• [Stored items]
- - - - - - -
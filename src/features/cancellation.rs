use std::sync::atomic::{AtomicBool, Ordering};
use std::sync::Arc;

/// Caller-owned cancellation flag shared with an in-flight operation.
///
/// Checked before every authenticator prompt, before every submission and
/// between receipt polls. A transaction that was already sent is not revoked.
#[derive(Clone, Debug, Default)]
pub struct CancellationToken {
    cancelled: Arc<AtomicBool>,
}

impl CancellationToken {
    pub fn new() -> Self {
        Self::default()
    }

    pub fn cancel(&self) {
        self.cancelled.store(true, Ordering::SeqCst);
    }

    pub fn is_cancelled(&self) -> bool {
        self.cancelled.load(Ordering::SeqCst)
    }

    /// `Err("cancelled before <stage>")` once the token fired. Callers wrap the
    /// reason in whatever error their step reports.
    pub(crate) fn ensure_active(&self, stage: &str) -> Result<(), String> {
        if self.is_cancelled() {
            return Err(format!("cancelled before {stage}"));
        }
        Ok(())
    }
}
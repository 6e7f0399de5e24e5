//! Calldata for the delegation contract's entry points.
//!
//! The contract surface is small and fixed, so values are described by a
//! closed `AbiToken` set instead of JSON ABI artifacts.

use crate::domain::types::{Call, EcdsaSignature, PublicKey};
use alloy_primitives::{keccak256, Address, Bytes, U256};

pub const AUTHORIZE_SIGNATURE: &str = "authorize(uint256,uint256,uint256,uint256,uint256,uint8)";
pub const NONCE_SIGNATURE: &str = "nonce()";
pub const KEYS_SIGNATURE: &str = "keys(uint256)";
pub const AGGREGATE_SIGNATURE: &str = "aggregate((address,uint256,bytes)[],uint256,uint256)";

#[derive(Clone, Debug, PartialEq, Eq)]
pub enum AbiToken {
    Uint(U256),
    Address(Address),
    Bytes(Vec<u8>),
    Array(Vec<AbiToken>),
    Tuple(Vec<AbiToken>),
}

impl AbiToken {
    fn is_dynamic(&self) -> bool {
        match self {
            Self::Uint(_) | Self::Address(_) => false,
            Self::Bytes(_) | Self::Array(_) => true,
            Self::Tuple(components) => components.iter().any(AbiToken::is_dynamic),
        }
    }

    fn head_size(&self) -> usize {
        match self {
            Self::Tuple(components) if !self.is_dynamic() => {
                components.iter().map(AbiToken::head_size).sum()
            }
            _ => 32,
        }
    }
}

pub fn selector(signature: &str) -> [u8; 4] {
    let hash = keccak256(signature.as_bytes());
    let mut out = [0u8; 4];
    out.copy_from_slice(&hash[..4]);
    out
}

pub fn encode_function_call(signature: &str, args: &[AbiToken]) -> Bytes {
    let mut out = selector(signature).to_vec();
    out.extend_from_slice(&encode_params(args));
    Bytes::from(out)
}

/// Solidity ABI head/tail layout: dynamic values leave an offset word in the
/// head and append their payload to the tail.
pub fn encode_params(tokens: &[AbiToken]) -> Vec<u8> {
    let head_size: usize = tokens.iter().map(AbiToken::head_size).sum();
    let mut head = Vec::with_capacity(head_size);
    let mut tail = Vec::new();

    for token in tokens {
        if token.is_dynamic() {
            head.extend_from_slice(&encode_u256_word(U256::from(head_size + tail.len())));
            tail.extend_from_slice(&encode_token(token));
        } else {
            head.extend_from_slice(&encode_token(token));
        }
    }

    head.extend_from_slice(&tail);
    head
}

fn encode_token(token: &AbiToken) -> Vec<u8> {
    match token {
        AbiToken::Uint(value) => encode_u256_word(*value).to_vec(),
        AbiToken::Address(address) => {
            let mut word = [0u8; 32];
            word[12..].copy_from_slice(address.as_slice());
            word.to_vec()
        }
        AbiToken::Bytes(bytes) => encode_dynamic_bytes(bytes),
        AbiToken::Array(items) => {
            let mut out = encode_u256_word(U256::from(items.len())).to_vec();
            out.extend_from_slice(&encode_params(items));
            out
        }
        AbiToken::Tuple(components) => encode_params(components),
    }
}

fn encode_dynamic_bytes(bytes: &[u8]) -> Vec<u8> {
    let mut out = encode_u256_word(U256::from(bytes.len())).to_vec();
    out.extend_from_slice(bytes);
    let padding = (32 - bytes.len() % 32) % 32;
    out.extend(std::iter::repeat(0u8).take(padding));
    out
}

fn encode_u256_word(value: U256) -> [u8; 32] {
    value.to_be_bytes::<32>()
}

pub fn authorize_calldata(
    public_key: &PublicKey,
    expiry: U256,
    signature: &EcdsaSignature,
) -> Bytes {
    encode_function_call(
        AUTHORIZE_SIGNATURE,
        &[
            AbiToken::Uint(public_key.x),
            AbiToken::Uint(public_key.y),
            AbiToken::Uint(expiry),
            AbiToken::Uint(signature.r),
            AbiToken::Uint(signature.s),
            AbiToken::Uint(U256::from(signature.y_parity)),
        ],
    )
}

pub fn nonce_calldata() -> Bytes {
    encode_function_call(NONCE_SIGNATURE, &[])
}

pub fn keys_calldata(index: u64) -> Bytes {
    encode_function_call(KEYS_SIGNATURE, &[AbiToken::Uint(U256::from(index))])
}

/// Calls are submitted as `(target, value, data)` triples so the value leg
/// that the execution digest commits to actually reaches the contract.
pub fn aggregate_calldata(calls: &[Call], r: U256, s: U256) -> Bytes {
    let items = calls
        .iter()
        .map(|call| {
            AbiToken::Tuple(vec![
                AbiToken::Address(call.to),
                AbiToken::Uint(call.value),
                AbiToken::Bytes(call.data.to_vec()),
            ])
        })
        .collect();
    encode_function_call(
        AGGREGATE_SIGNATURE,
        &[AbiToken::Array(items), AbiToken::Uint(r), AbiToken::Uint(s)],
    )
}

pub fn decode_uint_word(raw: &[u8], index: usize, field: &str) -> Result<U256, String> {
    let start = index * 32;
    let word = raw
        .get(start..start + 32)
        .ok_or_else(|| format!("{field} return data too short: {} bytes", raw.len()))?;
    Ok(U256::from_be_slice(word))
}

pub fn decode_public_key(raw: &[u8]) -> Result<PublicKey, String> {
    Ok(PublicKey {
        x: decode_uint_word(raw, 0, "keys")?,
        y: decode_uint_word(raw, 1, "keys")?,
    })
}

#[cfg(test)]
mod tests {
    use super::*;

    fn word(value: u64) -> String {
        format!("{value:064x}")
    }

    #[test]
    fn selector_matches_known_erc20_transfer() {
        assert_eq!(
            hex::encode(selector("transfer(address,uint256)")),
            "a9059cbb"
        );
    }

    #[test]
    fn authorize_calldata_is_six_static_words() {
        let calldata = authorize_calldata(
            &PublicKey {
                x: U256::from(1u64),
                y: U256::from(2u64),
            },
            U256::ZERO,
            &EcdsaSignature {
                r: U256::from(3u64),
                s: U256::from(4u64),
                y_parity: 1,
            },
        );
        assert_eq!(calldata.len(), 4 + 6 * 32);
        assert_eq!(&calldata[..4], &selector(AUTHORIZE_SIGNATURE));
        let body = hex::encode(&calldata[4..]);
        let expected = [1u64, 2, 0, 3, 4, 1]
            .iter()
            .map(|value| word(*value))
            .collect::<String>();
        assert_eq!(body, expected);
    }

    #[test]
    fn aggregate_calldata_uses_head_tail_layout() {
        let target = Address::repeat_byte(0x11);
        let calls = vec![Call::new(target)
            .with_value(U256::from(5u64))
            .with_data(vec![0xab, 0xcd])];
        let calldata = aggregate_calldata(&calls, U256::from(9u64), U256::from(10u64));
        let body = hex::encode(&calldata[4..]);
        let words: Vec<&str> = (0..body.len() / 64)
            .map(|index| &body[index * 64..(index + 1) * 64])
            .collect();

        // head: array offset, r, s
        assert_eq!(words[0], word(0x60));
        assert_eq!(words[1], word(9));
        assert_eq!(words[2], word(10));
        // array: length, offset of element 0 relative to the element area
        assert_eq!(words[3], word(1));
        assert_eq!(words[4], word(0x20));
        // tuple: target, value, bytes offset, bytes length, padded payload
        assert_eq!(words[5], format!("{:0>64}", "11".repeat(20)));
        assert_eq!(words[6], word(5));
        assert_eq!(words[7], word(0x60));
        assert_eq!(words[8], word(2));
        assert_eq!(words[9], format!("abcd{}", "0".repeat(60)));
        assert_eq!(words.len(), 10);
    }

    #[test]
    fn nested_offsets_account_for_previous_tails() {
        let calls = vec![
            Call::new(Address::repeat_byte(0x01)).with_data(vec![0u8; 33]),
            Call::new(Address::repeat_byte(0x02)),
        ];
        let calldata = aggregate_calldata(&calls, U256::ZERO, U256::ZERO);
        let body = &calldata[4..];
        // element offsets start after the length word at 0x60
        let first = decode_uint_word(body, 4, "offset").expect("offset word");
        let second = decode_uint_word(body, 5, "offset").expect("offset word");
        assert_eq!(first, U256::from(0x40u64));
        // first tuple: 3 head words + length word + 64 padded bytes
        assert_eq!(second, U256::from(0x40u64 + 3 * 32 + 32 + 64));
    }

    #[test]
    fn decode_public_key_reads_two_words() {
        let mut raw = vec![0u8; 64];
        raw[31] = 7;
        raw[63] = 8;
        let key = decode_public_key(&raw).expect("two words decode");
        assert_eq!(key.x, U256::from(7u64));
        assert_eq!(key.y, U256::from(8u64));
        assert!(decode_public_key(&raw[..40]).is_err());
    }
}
- - - - - - -
• [Task objective]
Your task is to copy each line of the entries that includes the word "true".

• [Response]
        self.cancelled.store(true, Ordering::SeqCst);
            Self::Bytes(_) | Self::Array(_) => true,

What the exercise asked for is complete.